Recently was woken up by alert about DNS resolution issues.

GCP rolled out new version of SkyDNS and NodeLocalDNS, SkyDNS reports 99% miss, had to quickly hack it.

This is not the „out-of-the-box” experience you want to have.

I generally like GCP, however their sales and customer support just aren't any good. And some services like Vertex AI are extremely buggy while it's hard to actually report these bugs.

I think Google Cloud needs someone like Jeff Bezos as their head: Look what your customers actually want and need and understand their requirements. And they usually want good customer support and want a competent key account manager as well.

When we were looking to migrate our analytics database from on-premise to a cloud alternative we were looking at BigQuery and Snowflake. BigQuery is a great product and we were already deeply invested in GCP as well. However the GCP sales team just couldn't sell BigQuery - they just don't know what old corporations want to hear in a sales pitch. So we went with Snowflake in the end. Not because it's the better product but because their sales team is better.

I'm not sure if the cloud business is actually a priority at Google. If it is then I think they don't understand the mistrust Google is facing when it comes to stable long term support of their products.

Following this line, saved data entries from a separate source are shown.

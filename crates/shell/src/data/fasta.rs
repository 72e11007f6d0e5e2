//! Reading and writing FASTA files.

use std::path::Path;

use super::Record;

/// Reads a FASTA file from the given path.
///
/// Sequences are trimmed and upper-cased. Gaps are kept, so that aligned files
/// can be read back.
///
/// # Errors
///
/// * If the file does not exist.
/// * If the file cannot be read as a FASTA file.
/// * If any ID is empty.
pub fn read<P: AsRef<Path>>(path: P) -> Result<Vec<Record>, String> {
    let path = path.as_ref();
    if !path.exists() {
        return Err(format!("Path {path:?} does not exist!"));
    }

    ftlog::info!("Reading FASTA file from {path:?}.");

    let mut records = Vec::new();
    for record in bio::io::fasta::Reader::from_file(path)
        .map_err(|e| e.to_string())?
        .records()
    {
        let record = record.map_err(|e| format!("Failed to read record {}: {e}", records.len()))?;

        let name = record.id().to_string();
        if name.is_empty() {
            return Err(format!("Empty ID for record {}.", records.len()));
        }

        let seq = String::from_utf8_lossy(record.seq()).trim().to_ascii_uppercase();
        records.push((name, seq));
    }

    ftlog::info!("Read {} sequences.", records.len());
    Ok(records)
}

/// Writes records in FASTA format.
///
/// # Errors
///
/// * If a record cannot be written.
pub fn write<W, I, A, B>(writer: W, records: I) -> Result<(), String>
where
    W: std::io::Write,
    I: IntoIterator<Item = (A, B)>,
    A: AsRef<str>,
    B: AsRef<str>,
{
    let mut writer = bio::io::fasta::Writer::new(writer);
    for (id, seq) in records {
        let record = bio::io::fasta::Record::with_attrs(id.as_ref(), None, seq.as_ref().as_bytes());
        writer
            .write_record(&record)
            .map_err(|e| format!("Failed to write record: {e}"))?;
    }
    writer.flush().map_err(|e| e.to_string())
}

/// Writes records to a new FASTA file at the given path.
///
/// # Errors
///
/// * If the file cannot be created.
/// * See [`write`].
pub fn write_file<P, I, A, B>(path: P, records: I) -> Result<(), String>
where
    P: AsRef<Path>,
    I: IntoIterator<Item = (A, B)>,
    A: AsRef<str>,
    B: AsRef<str>,
{
    let path = path.as_ref();
    let file = std::fs::File::create(path).map_err(|e| format!("Failed to create file {path:?}: {e}"))?;
    write(file, records)?;
    ftlog::info!("Wrote FASTA file to {path:?}.");
    Ok(())
}
//! Data formats supported in the CLI.

pub mod fasta;

/// A named sequence.
pub type Record = (String, String);
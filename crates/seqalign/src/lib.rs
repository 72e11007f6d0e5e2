#![doc = include_str!("../README.md")]

mod error;

pub mod batch;
pub mod msa;
pub mod pairwise;
pub mod scoring;

pub use error::AlignError;
pub use msa::{consensus, Msa, Progressive};
pub use pairwise::{Aligner, Direction, Mode, PairwiseAlignment, DEFAULT_GAP};
pub use scoring::{MatchMismatch, Scorer, ScoringScheme, SubstitutionMatrix};

/// The symbol that marks a gap in an aligned sequence.
pub const GAP: u8 = b'-';

/// The current version of the crate.
pub const VERSION: &str = "0.1.0";

/// Globally align two sequences with the Needleman-Wunsch algorithm.
///
/// # Errors
///
/// - `UnknownSymbol` if the scorer rejects a pair of residues.
/// - `ScoreOverflow` if a cell score does not fit in an `i32`.
pub fn global_align<S: Scorer + ?Sized>(x: &str, y: &str, scorer: &S, gap: i32) -> Result<PairwiseAlignment, AlignError> {
    Aligner::new(scorer).with_gap(gap).global(x, y)
}

/// Locally align two sequences with the Smith-Waterman algorithm.
///
/// # Errors
///
/// - `UnknownSymbol` if the scorer rejects a pair of residues.
/// - `ScoreOverflow` if a cell score does not fit in an `i32`.
pub fn local_align<S: Scorer + ?Sized>(x: &str, y: &str, scorer: &S, gap: i32) -> Result<PairwiseAlignment, AlignError> {
    Aligner::new(scorer).with_gap(gap).local(x, y)
}

/// Progressively align two or more sequences against their running consensus.
///
/// # Errors
///
/// - `InsufficientInput` if fewer than two sequences are given.
/// - `UnknownSymbol` if the scorer rejects a pair of residues.
/// - `ScoreOverflow` if a cell score does not fit in an `i32`.
pub fn progressive_align<S, I>(sequences: &[I], scorer: &S, gap: i32) -> Result<Msa, AlignError>
where
    S: Scorer + ?Sized,
    I: AsRef<[u8]>,
{
    Progressive::new(Aligner::new(scorer).with_gap(gap)).align(sequences)
}
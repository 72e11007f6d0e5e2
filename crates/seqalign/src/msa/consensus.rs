//! Per-column majority consensus of an alignment.

use crate::{AlignError, GAP};

/// The consensus of an alignment.
///
/// Each column becomes its most frequent non-gap symbol. Ties go to the symbol
/// seen first when reading the column from the first row down. A column of
/// only gaps becomes a gap.
///
/// # Errors
///
/// - `EmptyAlignment` if there are no rows.
/// - `LengthMismatch` if the rows do not all have the same length.
pub fn consensus<I: AsRef<[u8]>>(rows: &[I]) -> Result<Vec<u8>, AlignError> {
    let width = check_widths(rows)?;
    Ok((0..width)
        .map(|col| majority(&column_counts(rows.iter().map(|r| r.as_ref()[col]))))
        .collect())
}

/// Checks that all rows share one width, and returns it.
pub(crate) fn check_widths<I: AsRef<[u8]>>(rows: &[I]) -> Result<usize, AlignError> {
    let (first, rest) = rows.split_first().ok_or(AlignError::EmptyAlignment)?;
    let expected = first.as_ref().len();
    rest.iter()
        .enumerate()
        .find(|(_, r)| r.as_ref().len() != expected)
        .map_or(Ok(expected), |(i, r)| {
            Err(AlignError::LengthMismatch {
                row: i + 1,
                expected,
                found: r.as_ref().len(),
            })
        })
}

/// Counts the non-gap symbols of a column, in the order they first appear.
pub(crate) fn column_counts<C: IntoIterator<Item = u8>>(column: C) -> Vec<(u8, usize)> {
    column
        .into_iter()
        .filter(|&c| c != GAP)
        .fold(Vec::new(), |mut counts, c| {
            match counts.iter_mut().find(|(s, _)| *s == c) {
                Some((_, n)) => *n += 1,
                None => counts.push((c, 1)),
            }
            counts
        })
}

/// The symbol with the highest count, the earliest one on ties, or a gap if
/// there are no counts.
fn majority(counts: &[(u8, usize)]) -> u8 {
    counts
        .iter()
        .fold(None, |best: Option<(u8, usize)>, &(c, n)| match best {
            Some((_, m)) if m >= n => best,
            _ => Some((c, n)),
        })
        .map_or(GAP, |(c, _)| c)
}
//! Choosing a scoring scheme from the command line.

use std::path::Path;

use seqalign::{MatchMismatch, ScoringScheme, SubstitutionMatrix};

/// The built-in scoring schemes.
#[derive(clap::ValueEnum, Debug, Clone)]
#[non_exhaustive]
pub enum MatrixChoice {
    /// The BLOSUM62 matrix for proteins.
    #[clap(name = "blosum62")]
    Blosum62,
    /// Uniform match and mismatch scores over `--alphabet`.
    #[clap(name = "match-mismatch")]
    MatchMismatch,
}

/// Builds the scoring scheme for a run.
///
/// A table read from `matrix_file` takes precedence over `choice`.
///
/// # Errors
///
/// - If the table file cannot be read or parsed.
pub fn scheme<P: AsRef<Path>>(
    choice: &MatrixChoice,
    matrix_file: Option<P>,
    match_score: i32,
    mismatch_score: i32,
    alphabet: &str,
) -> Result<ScoringScheme, String> {
    if let Some(path) = matrix_file {
        let path = path.as_ref();
        ftlog::info!("Reading substitution table from {path:?}.");
        let table = std::fs::read_to_string(path).map_err(|e| format!("Failed to read {path:?}: {e}"))?;
        let matrix = SubstitutionMatrix::from_table(&table).map_err(|e| e.to_string())?;
        if !matrix.is_symmetric() {
            ftlog::warn!("The substitution table in {path:?} is not symmetric.");
        }
        return Ok(matrix.into());
    }

    let scheme = match choice {
        MatrixChoice::Blosum62 => SubstitutionMatrix::blosum62().into(),
        MatrixChoice::MatchMismatch => {
            MatchMismatch::new(match_score, mismatch_score, alphabet.to_uppercase()).into()
        }
    };
    Ok(scheme)
}
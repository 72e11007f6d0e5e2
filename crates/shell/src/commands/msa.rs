//! Building and summarizing multiple sequence alignments.

use std::path::Path;

use seqalign::{Aligner, Msa, Progressive, ScoringScheme};

use super::{print_json, OutputFormat};
use crate::data::fasta;

/// An MSA with the names of its rows and its column statistics.
#[derive(serde::Serialize)]
struct MsaReport<'a> {
    ids: Vec<&'a str>,
    rows: Vec<String>,
    width: usize,
    consensus: String,
    gap_fraction: f64,
    conserved_columns: Vec<usize>,
}

impl<'a> MsaReport<'a> {
    fn new(ids: Vec<&'a str>, msa: &Msa) -> Result<Self, String> {
        let consensus = msa.consensus().map_err(|e| e.to_string())?;
        Ok(Self {
            ids,
            rows: msa.strings(),
            width: msa.width(),
            consensus: String::from_utf8_lossy(&consensus).to_string(),
            gap_fraction: msa.gap_fraction(),
            conserved_columns: msa.conserved_columns(),
        })
    }

    /// Prints the report, with the consensus as the only FASTA record when
    /// `with_rows` is false.
    fn print(&self, format: &OutputFormat, with_rows: bool) -> Result<(), String> {
        match format {
            OutputFormat::Text => {
                if with_rows {
                    let width = self.ids.iter().map(|id| id.len()).max().unwrap_or(0);
                    for (id, row) in self.ids.iter().zip(&self.rows) {
                        println!("{id:<width$} {row}");
                    }
                }
                println!("consensus: {}", self.consensus);
                println!("rows: {}, width: {}", self.rows.len(), self.width);
                println!("gap fraction: {:.3}", self.gap_fraction);
                println!("conserved columns: {}", self.conserved_columns.len());
                Ok(())
            }
            OutputFormat::Fasta if with_rows => fasta::write(std::io::stdout(), self.ids.iter().zip(&self.rows)),
            OutputFormat::Fasta => fasta::write(std::io::stdout(), [("consensus", &self.consensus)]),
            OutputFormat::Json => print_json(self),
        }
    }
}

/// Progressively aligns every record of the FASTA file at `inp_path`, in file
/// order.
///
/// # Errors
///
/// - If the file cannot be read.
/// - If it holds fewer than two records.
/// - If the scorer rejects a residue.
/// - If the output file cannot be written.
pub fn progressive<P: AsRef<Path>>(
    aligner: Aligner<ScoringScheme>,
    inp_path: &Path,
    out_path: Option<P>,
    format: &OutputFormat,
) -> Result<(), String> {
    let records = fasta::read(inp_path)?;
    let (ids, sequences): (Vec<_>, Vec<_>) = records.iter().map(|(id, s)| (id.as_str(), s.as_str())).unzip();

    let msa = Progressive::new(aligner).align(&sequences).map_err(|e| e.to_string())?;
    ftlog::info!("Aligned {} sequences into {} columns.", msa.len(), msa.width());

    if let Some(out_path) = out_path {
        fasta::write_file(out_path, ids.iter().zip(msa.strings()))?;
    }

    MsaReport::new(ids, &msa)?.print(format, true)
}

/// Summarizes the aligned FASTA file at `inp_path` by its consensus.
///
/// # Errors
///
/// - If the file cannot be read.
/// - If it holds no records or its rows differ in length.
pub fn consensus(inp_path: &Path, format: &OutputFormat) -> Result<(), String> {
    let records = fasta::read(inp_path)?;
    let (ids, rows): (Vec<_>, Vec<_>) = records.iter().map(|(id, s)| (id.as_str(), s.as_str())).unzip();

    let msa = Msa::new(&rows).map_err(|e| e.to_string())?;
    ftlog::info!("Read an MSA of {} rows and {} columns.", msa.len(), msa.width());

    MsaReport::new(ids, &msa)?.print(format, false)
}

The horror stories of Google support, across all of their products, is enough for me to never trust GCP. Even if someone told me today "GCP is the exception, they have great support" I probably wouldn't care - they are so organizationally incapable of providing good support that, even if they did so today, I wouldn't believe that it could last.
My experience too, GCP is frustrating. However, there is nothing like BigQuery to me, I love that DB.
Support wise, GCP is a joke run by entitled people. I had an issue some time ago with a VPN and after doing a lot of troubleshooting and having them agree the problem is on their end (packets would go in their VPN Gateway from the VPC, nothing would come out), the solution was to update my configuration on my end to workaround whatever they did because "it is how is going to be"...

TL;DR: they broke something and wouldn't fix it.

Doing business with Google is a liability.
Did you consider your own bare-metal?